* [Requirement] Please tally the lines below that contain the string "cols" and reply with that figure only.

[Collected data entries]
/---

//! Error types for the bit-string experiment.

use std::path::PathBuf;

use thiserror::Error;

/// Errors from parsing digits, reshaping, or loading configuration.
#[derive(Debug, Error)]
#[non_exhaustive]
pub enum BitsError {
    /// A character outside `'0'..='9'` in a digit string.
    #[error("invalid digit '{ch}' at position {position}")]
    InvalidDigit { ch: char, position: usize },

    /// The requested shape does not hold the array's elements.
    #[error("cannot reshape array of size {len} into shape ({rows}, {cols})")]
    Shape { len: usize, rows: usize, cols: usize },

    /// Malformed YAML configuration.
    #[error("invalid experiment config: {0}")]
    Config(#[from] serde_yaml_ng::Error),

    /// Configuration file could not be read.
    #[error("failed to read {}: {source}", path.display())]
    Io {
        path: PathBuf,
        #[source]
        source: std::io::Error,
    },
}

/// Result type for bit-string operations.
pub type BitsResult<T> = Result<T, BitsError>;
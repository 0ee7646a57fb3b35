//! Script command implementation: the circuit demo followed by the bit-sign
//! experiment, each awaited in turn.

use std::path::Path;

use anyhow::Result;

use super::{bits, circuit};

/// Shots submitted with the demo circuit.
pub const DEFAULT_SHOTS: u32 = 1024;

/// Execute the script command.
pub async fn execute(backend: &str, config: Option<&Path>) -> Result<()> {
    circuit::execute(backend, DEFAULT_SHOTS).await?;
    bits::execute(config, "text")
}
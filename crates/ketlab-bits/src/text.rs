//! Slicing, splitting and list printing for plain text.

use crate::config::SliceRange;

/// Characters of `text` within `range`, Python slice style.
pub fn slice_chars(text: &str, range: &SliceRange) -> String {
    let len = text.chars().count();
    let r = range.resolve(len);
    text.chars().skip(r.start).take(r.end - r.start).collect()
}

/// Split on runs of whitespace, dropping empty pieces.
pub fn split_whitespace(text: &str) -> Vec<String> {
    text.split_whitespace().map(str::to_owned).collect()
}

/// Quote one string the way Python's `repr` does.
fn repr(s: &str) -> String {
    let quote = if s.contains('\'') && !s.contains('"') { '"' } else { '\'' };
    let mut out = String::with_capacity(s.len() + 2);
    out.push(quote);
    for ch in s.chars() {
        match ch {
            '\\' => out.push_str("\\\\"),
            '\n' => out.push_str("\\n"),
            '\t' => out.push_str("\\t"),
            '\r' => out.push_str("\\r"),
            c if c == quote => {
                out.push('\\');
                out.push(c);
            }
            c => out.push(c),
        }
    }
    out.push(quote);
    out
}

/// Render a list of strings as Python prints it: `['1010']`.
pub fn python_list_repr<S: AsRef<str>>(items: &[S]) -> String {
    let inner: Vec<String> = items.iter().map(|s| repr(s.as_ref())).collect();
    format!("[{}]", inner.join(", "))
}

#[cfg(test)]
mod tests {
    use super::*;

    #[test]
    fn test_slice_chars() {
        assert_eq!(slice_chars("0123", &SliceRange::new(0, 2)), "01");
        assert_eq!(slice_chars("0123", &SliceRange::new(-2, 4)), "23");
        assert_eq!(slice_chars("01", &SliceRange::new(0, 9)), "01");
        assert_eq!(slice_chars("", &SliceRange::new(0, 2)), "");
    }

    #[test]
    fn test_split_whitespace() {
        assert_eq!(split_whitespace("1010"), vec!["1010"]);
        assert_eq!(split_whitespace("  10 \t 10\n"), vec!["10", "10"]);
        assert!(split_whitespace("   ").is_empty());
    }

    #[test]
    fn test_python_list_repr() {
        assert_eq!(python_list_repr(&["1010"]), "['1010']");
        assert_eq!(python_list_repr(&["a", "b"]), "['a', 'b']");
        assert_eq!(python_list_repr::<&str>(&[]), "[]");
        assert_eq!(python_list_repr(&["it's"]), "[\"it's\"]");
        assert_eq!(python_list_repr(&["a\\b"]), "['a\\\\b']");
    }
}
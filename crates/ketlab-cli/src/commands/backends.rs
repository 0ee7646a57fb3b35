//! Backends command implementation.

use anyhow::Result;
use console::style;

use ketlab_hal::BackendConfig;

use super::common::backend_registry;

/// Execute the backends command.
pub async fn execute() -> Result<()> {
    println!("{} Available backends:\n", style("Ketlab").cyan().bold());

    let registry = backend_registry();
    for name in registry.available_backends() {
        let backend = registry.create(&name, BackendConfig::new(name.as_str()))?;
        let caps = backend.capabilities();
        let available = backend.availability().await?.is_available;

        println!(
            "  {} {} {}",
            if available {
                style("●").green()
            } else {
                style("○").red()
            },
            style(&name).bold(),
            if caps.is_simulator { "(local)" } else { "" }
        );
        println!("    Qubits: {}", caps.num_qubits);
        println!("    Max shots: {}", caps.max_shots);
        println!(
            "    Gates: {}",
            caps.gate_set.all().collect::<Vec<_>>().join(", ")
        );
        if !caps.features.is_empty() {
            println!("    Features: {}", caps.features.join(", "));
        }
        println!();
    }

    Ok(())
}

\---

* [Answer to this exercise] 2